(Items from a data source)
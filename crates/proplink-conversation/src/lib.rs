// SPDX-FileCopyrightText: 2026 Proplink Contributors
// SPDX-License-Identifier: MIT OR Apache-2.0

//! Per-sender conversation state machine for tenant incident reporting.
//!
//! Drives a multi-turn dialogue that identifies an unknown phone number
//! (tenant lookup, property code, or email OTP), collects an incident
//! description and optional photos, and manages follow-ups and closure of
//! incidents held by the external incident service.

pub mod engine;
pub mod parse;
pub mod replies;
pub mod state;

pub use engine::{ConversationEngine, EngineDeps, TurnOutcome};
pub use state::ConversationState;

• **PROMPT**
Nothing but the lines from the one containing "and closure of" through the last line of the data above should be set down, word for word.

• **YOUR RESPONSE**
//! description and optional photos, and manages follow-ups and closure of
//! incidents held by the external incident service.

pub mod engine;
pub mod parse;
pub mod replies;
pub mod state;

pub use engine::{ConversationEngine, EngineDeps, TurnOutcome};
pub use state::ConversationState;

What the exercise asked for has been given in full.